**ASSIGNMENT:** Filter the entries down to the lines containing "move", and copy those lines.

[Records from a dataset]
//! Nested command routing
//!
//! A `CommandMux` is a node in a tree of commands. Dispatch starts at the
//! root and consumes one token of `Message::args` per level, so
//! `deploy prod api` reaches the `api` node under `prod` under `deploy`.
//! Any node with a base handler can answer the command itself, or return
//! `CommandError::NextCommand` to hand it on to the matching child.

use std::collections::HashMap;
use std::sync::Arc;

use async_trait::async_trait;
use parking_lot::RwLock;
use tokio_util::sync::CancellationToken;
use tracing::{debug, warn};

use crate::application::errors::CommandError;
use crate::domain::entities::Message;
use crate::domain::traits::{CommandHandler, Handler};

use super::invoke::run_command;
use super::ResponseWriter;

/// A command handler supporting nested sub-commands
pub struct CommandMux {
    base: Option<Arc<dyn CommandHandler>>,
    sub_cmds: RwLock<HashMap<String, Arc<CommandMux>>>,
}

impl CommandMux {
    /// Create a node. The base handler, if any, runs before sub-command
    /// lookup and may process leading flags or shift its own name off
    /// `args` before deferring.
    pub fn new(base: Option<Arc<dyn CommandHandler>>) -> Arc<Self> {
        Arc::new(Self {
            base,
            sub_cmds: RwLock::new(HashMap::new()),
        })
    }

    /// Install `c` as a sub-command, keyed by its described name.
    ///
    /// A `CommandMux` is installed as-is; any other handler is wrapped in a
    /// fresh node. The installed node is returned so further sub-commands can
    /// be attached beneath it. An existing entry with the same name is
    /// replaced.
    ///
    /// A handler with an empty name could never be reached by any message,
    /// so it is not installed; the node is still returned.
    pub fn add_command(&self, c: Arc<dyn CommandHandler>) -> Arc<CommandMux> {
        let (name, _) = c.describe();
        let node = match c.clone().as_command_mux() {
            Some(sub) => sub,
            None => CommandMux::new(Some(c)),
        };

        if name.is_empty() {
            warn!("Ignoring command without a name");
            return node;
        }

        debug!("Registering command: {}", name);
        self.sub_cmds.write().insert(name, node.clone());
        node
    }

    /// Snapshot of the immediate sub-commands
    pub fn sub_commands(&self) -> HashMap<String, Arc<CommandMux>> {
        self.sub_cmds.read().clone()
    }

    pub fn sub_command(&self, name: &str) -> Option<Arc<CommandMux>> {
        self.sub_cmds.read().get(name).cloned()
    }

    pub fn base(&self) -> Option<&Arc<dyn CommandHandler>> {
        self.base.as_ref()
    }
}

impl Handler for CommandMux {
    fn describe(&self) -> (String, String) {
        match &self.base {
            Some(base) => base.describe(),
            None => (String::new(), String::new()),
        }
    }

    fn as_command(self: Arc<Self>) -> Option<Arc<dyn CommandHandler>> {
        Some(self)
    }

    fn as_command_mux(self: Arc<Self>) -> Option<Arc<CommandMux>> {
        Some(self)
    }
}

#[async_trait]
impl CommandHandler for CommandMux {
    async fn command(
        &self,
        ctx: &CancellationToken,
        w: &ResponseWriter,
        m: &mut Message,
    ) -> Result<(), CommandError> {
        let res = match &self.base {
            Some(base) => run_command(ctx, base.as_ref(), w, m).await,
            None => Err(CommandError::NextCommand),
        };

        match res {
            Err(CommandError::NextCommand) => {}
            other => return other,
        }

        let Some(key) = m.args.first().cloned() else {
            return Err(CommandError::MissingSubCommand);
        };

        match self.sub_command(&key) {
            Some(cmd) => cmd.command(ctx, w, m).await,
            None => Err(CommandError::UnknownCommand),
        }
    }
}

#[cfg(test)]
mod tests {
    use super::*;
    use std::sync::atomic::{AtomicUsize, Ordering};

    /// Counts invocations and answers with a fixed result
    struct Probe {
        name: &'static str,
        result: Result<(), CommandError>,
        calls: AtomicUsize,
        shift: bool,
    }

    impl Probe {
        fn new(name: &'static str, result: Result<(), CommandError>) -> Arc<Self> {
            Arc::new(Self { name, result, calls: AtomicUsize::new(0), shift: false })
        }

        fn shifting(name: &'static str) -> Arc<Self> {
            Arc::new(Self {
                name,
                result: Err(CommandError::NextCommand),
                calls: AtomicUsize::new(0),
                shift: true,
            })
        }

        fn calls(&self) -> usize {
            self.calls.load(Ordering::SeqCst)
        }
    }

    impl Handler for Probe {
        fn describe(&self) -> (String, String) {
            (self.name.to_string(), format!("{} probe", self.name))
        }
    }

    #[async_trait]
    impl CommandHandler for Probe {
        async fn command(
            &self,
            _ctx: &CancellationToken,
            _w: &ResponseWriter,
            m: &mut Message,
        ) -> Result<(), CommandError> {
            self.calls.fetch_add(1, Ordering::SeqCst);
            if self.shift {
                m.shift_args();
            }
            self.result.clone()
        }
    }

    fn msg(args: &[&str]) -> Message {
        Message::command("c", args.iter().map(|s| s.to_string()).collect())
    }

    async fn dispatch(cx: &CommandMux, args: &[&str]) -> Result<(), CommandError> {
        let (w, _rx) = ResponseWriter::channel("c");
        cx.command(&CancellationToken::new(), &w, &mut msg(args)).await
    }

    #[tokio::test]
    async fn test_routes_to_named_child() {
        let root = CommandMux::new(Some(Probe::new("root", Err(CommandError::NextCommand))));
        let a = Probe::new("a", Ok(()));
        let b = Probe::new("b", Ok(()));
        root.add_command(a.clone());
        root.add_command(b.clone());

        assert_eq!(dispatch(&root, &["a"]).await, Ok(()));
        assert_eq!(a.calls(), 1);
        assert_eq!(b.calls(), 0);
    }

    #[tokio::test]
    async fn test_routing_errors() {
        let root = CommandMux::new(Some(Probe::new("root", Err(CommandError::NextCommand))));
        root.add_command(Probe::new("a", Ok(())));
        root.add_command(Probe::new("b", Ok(())));

        assert_eq!(dispatch(&root, &[]).await, Err(CommandError::MissingSubCommand));
        assert_eq!(dispatch(&root, &["c"]).await, Err(CommandError::UnknownCommand));
    }

    #[tokio::test]
    async fn test_base_handler_can_answer_itself() {
        let base = Probe::new("root", Err(CommandError::ExecutionFailed("nope".into())));
        let root = CommandMux::new(Some(base.clone()));
        let a = Probe::new("a", Ok(()));
        root.add_command(a.clone());

        assert_eq!(
            dispatch(&root, &["a"]).await,
            Err(CommandError::ExecutionFailed("nope".into()))
        );
        assert_eq!(base.calls(), 1);
        assert_eq!(a.calls(), 0);
    }

    #[tokio::test]
    async fn test_nested_sub_commands() {
        let root = CommandMux::new(None);
        let deploy = root.add_command(Probe::shifting("deploy"));
        let prod = Probe::new("prod", Ok(()));
        deploy.add_command(prod.clone());

        assert_eq!(dispatch(&root, &["deploy", "prod"]).await, Ok(()));
        assert_eq!(prod.calls(), 1);
        assert_eq!(dispatch(&root, &["deploy"]).await, Err(CommandError::MissingSubCommand));
        assert_eq!(dispatch(&root, &["deploy", "qa"]).await, Err(CommandError::UnknownCommand));
    }

    #[tokio::test]
    async fn test_prebuilt_sub_tree_installed_directly() {
        let root = CommandMux::new(None);
        let sub = CommandMux::new(Some(Probe::shifting("admin")));
        let users = Probe::new("users", Ok(()));
        sub.add_command(users.clone());

        let installed = root.add_command(sub.clone());
        assert!(Arc::ptr_eq(&installed, &sub));
        assert!(root.sub_commands().contains_key("admin"));

        assert_eq!(dispatch(&root, &["admin", "users"]).await, Ok(()));
        assert_eq!(users.calls(), 1);
    }

    #[tokio::test]
    async fn test_same_name_overwrites() {
        let root = CommandMux::new(None);
        let first = Probe::new("dup", Ok(()));
        let second = Probe::new("dup", Ok(()));
        root.add_command(first.clone());
        root.add_command(second.clone());

        assert_eq!(root.sub_commands().len(), 1);
        dispatch(&root, &["dup"]).await.unwrap();
        assert_eq!(first.calls(), 0);
        assert_eq!(second.calls(), 1);
    }

    #[tokio::test]
    async fn test_unnamed_node_is_not_installed() {
        let root = CommandMux::new(None);
        let anonymous = CommandMux::new(None);
        anonymous.add_command(Probe::new("a", Ok(())));

        let returned = root.add_command(anonymous.clone());
        assert!(Arc::ptr_eq(&returned, &anonymous));
        assert!(root.sub_commands().is_empty());
        assert_eq!(dispatch(&root, &[""]).await, Err(CommandError::UnknownCommand));
    }
}
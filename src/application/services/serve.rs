use std::sync::Arc;

use tokio::sync::mpsc;
use tokio::task::JoinSet;
use tokio_util::sync::CancellationToken;
use tracing::{debug, info, warn};

use crate::application::messaging::{Mux, ResponseWriter};
use crate::domain::entities::Message;
use crate::domain::traits::Adapter;

/// Connect an adapter to a mux and process messages until the adapter
/// closes or `ctx` is cancelled.
///
/// Background handlers are started with a writer bound to the adapter's
/// home channel. Every received message is dispatched on its own task with
/// a writer bound to that message's conversation; replies from all handlers
/// are forwarded to `Adapter::send`.
///
/// When the adapter closes, dispatches still in flight are awaited and
/// background handlers are stopped, then every queued reply is delivered
/// before returning. Cancelling `ctx` returns without draining.
pub async fn listen_and_serve(ctx: CancellationToken, adapter: Arc<dyn Adapter>, mux: Arc<Mux>) {
    let (tx, mut rx) = mpsc::unbounded_channel::<Message>();

    let out = adapter.clone();
    let out_ctx = ctx.clone();
    let pump = tokio::spawn(async move {
        while let Some(m) = rx.recv().await {
            if let Err(e) = out.send(&out_ctx, m).await {
                warn!("Failed to deliver reply: {}", e);
            }
        }
    });
    let stop_pump = pump.abort_handle();

    let info = adapter.bot_info();
    info!("Bot started: {} ({})", info.name, info.id);

    let home = ResponseWriter::new(tx, info.home_channel.clone());
    let background = ctx.child_token();
    mux.start_background(&background, &home).await;

    let mut dispatches = JoinSet::new();
    loop {
        tokio::select! {
            _ = ctx.cancelled() => {
                info!("Shutting down {}", info.name);
                stop_pump.abort();
                return;
            }
            Some(res) = dispatches.join_next(), if !dispatches.is_empty() => {
                if let Err(e) = res {
                    warn!("Dispatch task failed: {}", e);
                }
            }
            next = adapter.receive() => {
                let Some(m) = next else {
                    info!("Adapter for {} closed", info.name);
                    break;
                };
                debug!("[{}] {}", m.chat_id, m.text);
                let mux = mux.clone();
                let ctx = ctx.clone();
                let w = home.for_message(&m);
                dispatches.spawn(async move {
                    mux.handle(&ctx, &w, &m).await;
                });
            }
        }
    }

    // The pump ends once the last writer clone is dropped
    let drain = async move {
        while let Some(res) = dispatches.join_next().await {
            if let Err(e) = res {
                warn!("Dispatch task failed: {}", e);
            }
        }
        background.cancel();
        drop(home);
        if let Err(e) = pump.await {
            warn!("Reply pump failed: {}", e);
        }
    };

    tokio::select! {
        _ = drain => debug!("Delivered pending replies for {}", info.name),
        _ = ctx.cancelled() => {
            info!("Shutting down {} before replies drained", info.name);
            stop_pump.abort();
        }
    }
}
use async_trait::async_trait;
use tokio_util::sync::CancellationToken;

use crate::application::errors::BotError;
use crate::domain::entities::Message;

/// Adapter trait - abstraction for messaging platform backends
#[async_trait]
pub trait Adapter: Send + Sync {
    /// Deliver a message produced by a handler
    async fn send(&self, ctx: &CancellationToken, m: Message) -> Result<(), BotError>;

    /// Next inbound message, or `None` once the backend is closed.
    ///
    /// Must be cancel safe: the serve loop drops a pending `receive` whenever
    /// another event wins the race, and no message may be lost when it does.
    async fn receive(&self) -> Option<Message>;

    /// Get bot info
    fn bot_info(&self) -> BotInfo;
}

/// Bot information
#[derive(Debug, Clone)]
pub struct BotInfo {
    pub id: String,
    pub name: String,
    /// Conversation background handlers write to
    pub home_channel: String,
}
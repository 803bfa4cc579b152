use std::sync::atomic::{AtomicU64, Ordering};
use std::sync::Arc;

use async_trait::async_trait;
use axum::body::Body;
use axum::http::{header, Request, Response, StatusCode};
use chrono::{DateTime, Utc};
use serde::Serialize;
use tokio_util::sync::CancellationToken;

use crate::application::errors::{BotError, CommandError};
use crate::application::messaging::ResponseWriter;
use crate::domain::entities::Message;
use crate::domain::traits::{CommandHandler, Handler, HttpHandler, RawHandler};

/// Counts messages and reports uptime, both as the `status` command and at
/// `/<bot>/status` over HTTP
pub struct Status {
    started: DateTime<Utc>,
    seen: AtomicU64,
}

#[derive(Debug, Serialize)]
pub struct StatusReport {
    pub started: DateTime<Utc>,
    pub uptime_secs: i64,
    pub messages_seen: u64,
}

impl Status {
    pub fn new() -> Self {
        Self {
            started: Utc::now(),
            seen: AtomicU64::new(0),
        }
    }

    pub fn report(&self) -> StatusReport {
        StatusReport {
            started: self.started,
            uptime_secs: (Utc::now() - self.started).num_seconds(),
            messages_seen: self.seen.load(Ordering::Relaxed),
        }
    }
}

impl Default for Status {
    fn default() -> Self {
        Self::new()
    }
}

impl Handler for Status {
    fn describe(&self) -> (String, String) {
        ("status".to_string(), "Show uptime and message count".to_string())
    }

    fn as_raw(self: Arc<Self>) -> Option<Arc<dyn RawHandler>> {
        Some(self)
    }

    fn as_command(self: Arc<Self>) -> Option<Arc<dyn CommandHandler>> {
        Some(self)
    }

    fn as_http(self: Arc<Self>) -> Option<Arc<dyn HttpHandler>> {
        Some(self)
    }
}

#[async_trait]
impl RawHandler for Status {
    async fn handle(&self, _ctx: CancellationToken, _w: ResponseWriter, _m: Message) -> Result<(), BotError> {
        self.seen.fetch_add(1, Ordering::Relaxed);
        Ok(())
    }
}

#[async_trait]
impl CommandHandler for Status {
    async fn command(
        &self,
        _ctx: &CancellationToken,
        w: &ResponseWriter,
        _m: &mut Message,
    ) -> Result<(), CommandError> {
        let report = self.report();
        w.send(format!(
            "up {}s since {}, {} messages seen",
            report.uptime_secs,
            report.started.format("%Y-%m-%d %H:%M:%S UTC"),
            report.messages_seen
        ))
        .map_err(|e| CommandError::ExecutionFailed(e.to_string()))
    }
}

#[async_trait]
impl HttpHandler for Status {
    async fn serve_http(&self, _req: Request<Body>) -> Response<Body> {
        let (status, body) = match serde_json::to_string(&self.report()) {
            Ok(json) => (StatusCode::OK, json),
            Err(e) => (StatusCode::INTERNAL_SERVER_ERROR, e.to_string()),
        };

        let mut resp = Response::new(Body::from(body));
        *resp.status_mut() = status;
        resp.headers_mut().insert(
            header::CONTENT_TYPE,
            header::HeaderValue::from_static("application/json"),
        );
        resp
    }
}
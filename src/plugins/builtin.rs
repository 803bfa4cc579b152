//! Registration of the bundled handlers

use std::sync::Arc;
use std::time::Duration;

use tracing::info;

use crate::application::errors::BotError;
use crate::application::messaging::Mux;
use crate::infrastructure::config::Config;

use super::{Audit, Greeter, Heartbeat, Ping, Status};

/// Register the bundled handlers on `mux`
pub async fn register_builtin(mux: &Mux, config: &Config) -> Result<(), BotError> {
    mux.add(Arc::new(Audit)).await?;
    mux.add(Arc::new(Ping)).await?;
    mux.add(Arc::new(Greeter)).await?;
    mux.add(Arc::new(Status::new())).await?;

    if let Some(secs) = config.bot.heartbeat_secs.filter(|s| *s > 0) {
        mux.add(Arc::new(Heartbeat::new(Duration::from_secs(secs)))).await?;
    }

    info!("Registered {} bundled handlers", mux.handlers().await.len());
    Ok(())
}
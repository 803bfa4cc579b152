//! Domain traits - Abstractions for adapters and handlers

pub mod adapter;
pub mod handler;

pub use adapter::{Adapter, BotInfo};
pub use handler::{
    BackgroundHandler, CommandHandler, Handler, HearsHandler, HttpHandler, RawHandler,
};
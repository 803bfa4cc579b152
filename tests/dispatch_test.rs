//! Dispatch integration tests
//! Run with: cargo test --test dispatch_test

use std::sync::atomic::{AtomicUsize, Ordering};
use std::sync::{Arc, Once};
use std::time::Duration;

use async_trait::async_trait;
use tokio::sync::mpsc;
use tokio_util::sync::CancellationToken;

use chatmux::application::messaging::default_mux;
use chatmux::{
    BackgroundHandler, BotError, CommandError, CommandHandler, CommandMux, Handler,
    HearsHandler, Message, Mux, RawHandler, ResponseWriter,
};
use regex_lite::Regex;

static INIT: Once = Once::new();

fn ensure_init() {
    INIT.call_once(|| {
        let _ = tracing_subscriber::fmt()
            .with_env_filter(tracing_subscriber::EnvFilter::from_default_env())
            .with_test_writer()
            .try_init();
    });
}

/// Forwards each raw message it sees to a channel, then scribbles on its copy
struct Tap {
    seen: mpsc::UnboundedSender<Message>,
}

impl Handler for Tap {
    fn describe(&self) -> (String, String) {
        ("tap".to_string(), String::new())
    }

    fn as_raw(self: Arc<Self>) -> Option<Arc<dyn RawHandler>> {
        Some(self)
    }
}

#[async_trait]
impl RawHandler for Tap {
    async fn handle(&self, _ctx: CancellationToken, _w: ResponseWriter, mut m: Message) -> Result<(), BotError> {
        m.text.push_str(" [tapped]");
        m.args.clear();
        self.seen.send(m).map_err(|e| BotError::Handler(e.to_string()))
    }
}

/// Counts calls; fails if the args it was given were tampered with
struct Counter {
    name: String,
    calls: AtomicUsize,
}

impl Counter {
    fn new(name: &str) -> Arc<Self> {
        Arc::new(Self { name: name.to_string(), calls: AtomicUsize::new(0) })
    }
}

impl Handler for Counter {
    fn describe(&self) -> (String, String) {
        (self.name.clone(), format!("counts {}", self.name))
    }

    fn as_command(self: Arc<Self>) -> Option<Arc<dyn CommandHandler>> {
        Some(self)
    }
}

#[async_trait]
impl CommandHandler for Counter {
    async fn command(
        &self,
        _ctx: &CancellationToken,
        w: &ResponseWriter,
        m: &mut Message,
    ) -> Result<(), CommandError> {
        if m.args().first() != Some(&self.name) {
            return Err(CommandError::InvalidArgs(format!("{:?}", m.args())));
        }
        let n = self.calls.fetch_add(1, Ordering::SeqCst) + 1;
        w.send(format!("{} {}", self.name, n))
            .map_err(|e| CommandError::ExecutionFailed(e.to_string()))
    }
}

/// A hears handler that is also a background ticker
struct Echo {
    re: Arc<Regex>,
    ticks: AtomicUsize,
}

impl Handler for Echo {
    fn describe(&self) -> (String, String) {
        ("echo".to_string(), String::new())
    }

    fn as_hears(self: Arc<Self>) -> Option<Arc<dyn HearsHandler>> {
        Some(self)
    }

    fn as_background(self: Arc<Self>) -> Option<Arc<dyn BackgroundHandler>> {
        Some(self)
    }
}

#[async_trait]
impl HearsHandler for Echo {
    fn hears(&self) -> Arc<Regex> {
        self.re.clone()
    }

    async fn hear(&self, _ctx: &CancellationToken, w: &ResponseWriter, m: Message) -> bool {
        w.send(format!("echo: {}", m.matches[1])).is_ok()
    }
}

#[async_trait]
impl BackgroundHandler for Echo {
    async fn run(&self, ctx: CancellationToken, w: ResponseWriter) -> Result<(), BotError> {
        loop {
            tokio::select! {
                _ = ctx.cancelled() => return Ok(()),
                _ = tokio::time::sleep(Duration::from_millis(10)) => {
                    self.ticks.fetch_add(1, Ordering::SeqCst);
                    w.send("tick")?;
                }
            }
        }
    }
}

fn cmd(args: &[&str]) -> Message {
    Message::command("room", args.iter().map(|s| s.to_string()).collect())
}

#[tokio::test]
async fn test_raw_handlers_get_their_own_copy() {
    ensure_init();

    let mux = Mux::new("bot", "");
    let (tx, mut seen) = mpsc::unbounded_channel();
    mux.add(Arc::new(Tap { seen: tx.clone() })).await.unwrap();
    mux.add(Arc::new(Tap { seen: tx })).await.unwrap();
    let counter = Counter::new("count");
    mux.add(counter.clone()).await.unwrap();

    let (w, mut rx) = ResponseWriter::channel("room");
    let m = cmd(&["count"]);
    mux.handle(&CancellationToken::new(), &w, &m).await;

    // The command saw untouched args even though the taps clear theirs
    assert_eq!(rx.recv().await.unwrap().text, "count 1");

    for _ in 0..2 {
        let copy = seen.recv().await.unwrap();
        assert_eq!(copy.text, "count [tapped]");
        assert_eq!(copy.id, m.id);
    }
    assert_eq!(m.text, "count");
}

#[tokio::test]
async fn test_overheard_messages_skip_commands() {
    ensure_init();

    let mux = Mux::new("bot", "");
    let counter = Counter::new("count");
    mux.add_command(counter.clone()).await;

    let (w, mut rx) = ResponseWriter::channel("room");
    mux.handle(&CancellationToken::new(), &w, &cmd(&["count"]).to_bot(false)).await;
    mux.handle(&CancellationToken::new(), &w, &cmd(&["nosuch"]).to_bot(false)).await;

    assert_eq!(counter.calls.load(Ordering::SeqCst), 0);
    assert!(rx.try_recv().is_err());
}

#[tokio::test]
async fn test_multi_kind_handler_and_background() {
    ensure_init();

    let mux = Mux::new("bot", "");
    let echo = Arc::new(Echo {
        re: Arc::new(Regex::new(r"^say (.+)$").unwrap()),
        ticks: AtomicUsize::new(0),
    });
    mux.add(echo.clone()).await.unwrap();
    assert_eq!(mux.handlers().await.len(), 1);

    let (w, mut rx) = ResponseWriter::channel("room");
    mux.handle(&CancellationToken::new(), &w, &Message::new("room", "say hi there")).await;
    assert_eq!(rx.recv().await.unwrap().text, "echo: hi there");

    let ctx = CancellationToken::new();
    let (home, mut ticks) = ResponseWriter::channel("home");
    mux.start_background(&ctx, &home).await;

    assert_eq!(ticks.recv().await.unwrap().text, "tick");
    ctx.cancel();
    tokio::time::sleep(Duration::from_millis(50)).await;
    let after = echo.ticks.load(Ordering::SeqCst);
    tokio::time::sleep(Duration::from_millis(50)).await;
    assert_eq!(echo.ticks.load(Ordering::SeqCst), after);
}

#[tokio::test(flavor = "multi_thread", worker_threads = 4)]
async fn test_concurrent_handle_sees_prior_registrations() {
    ensure_init();

    let mux = Arc::new(Mux::new("bot", ""));
    let counter = Counter::new("count");
    let sub: Arc<CommandMux> = mux.add_command(counter.clone()).await;
    assert!(sub.base().is_some());

    let (w, mut rx) = ResponseWriter::channel("room");
    let mut tasks = Vec::new();
    for _ in 0..32 {
        let mux = mux.clone();
        let w = w.clone();
        tasks.push(tokio::spawn(async move {
            mux.handle(&CancellationToken::new(), &w, &cmd(&["count"])).await;
        }));
    }

    // Registration interleaved with dispatch must not deadlock
    let late = Counter::new("late");
    mux.add_command(late.clone()).await;

    for t in tasks {
        tokio::time::timeout(Duration::from_secs(5), t)
            .await
            .expect("dispatch deadlocked")
            .unwrap();
    }
    assert_eq!(counter.calls.load(Ordering::SeqCst), 32);

    let mut replies = 0;
    while let Ok(m) = rx.try_recv() {
        assert!(m.text.starts_with("count "), "unexpected reply {}", m.text);
        replies += 1;
    }
    assert_eq!(replies, 32);

    mux.handle(&CancellationToken::new(), &w, &cmd(&["late"])).await;
    assert_eq!(late.calls.load(Ordering::SeqCst), 1);
}

#[tokio::test]
async fn test_default_mux_forwards() {
    ensure_init();

    let counter = Counter::new("default-count");
    chatmux::application::messaging::default_mux::add(counter.clone())
        .await
        .unwrap();

    let mux = default_mux();
    assert_eq!(mux.name(), "defaultMux");
    assert!(Arc::ptr_eq(&mux, &default_mux()));

    let (w, mut rx) = ResponseWriter::channel("room");
    chatmux::application::messaging::default_mux::handle(
        &CancellationToken::new(),
        &w,
        &cmd(&["default-count"]),
    )
    .await;
    assert_eq!(rx.recv().await.unwrap().text, "default-count 1");
}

**RESULT:**
    let pump = tokio::spawn(async move {
                dispatches.spawn(async move {
    let drain = async move {
        tasks.push(tokio::spawn(async move {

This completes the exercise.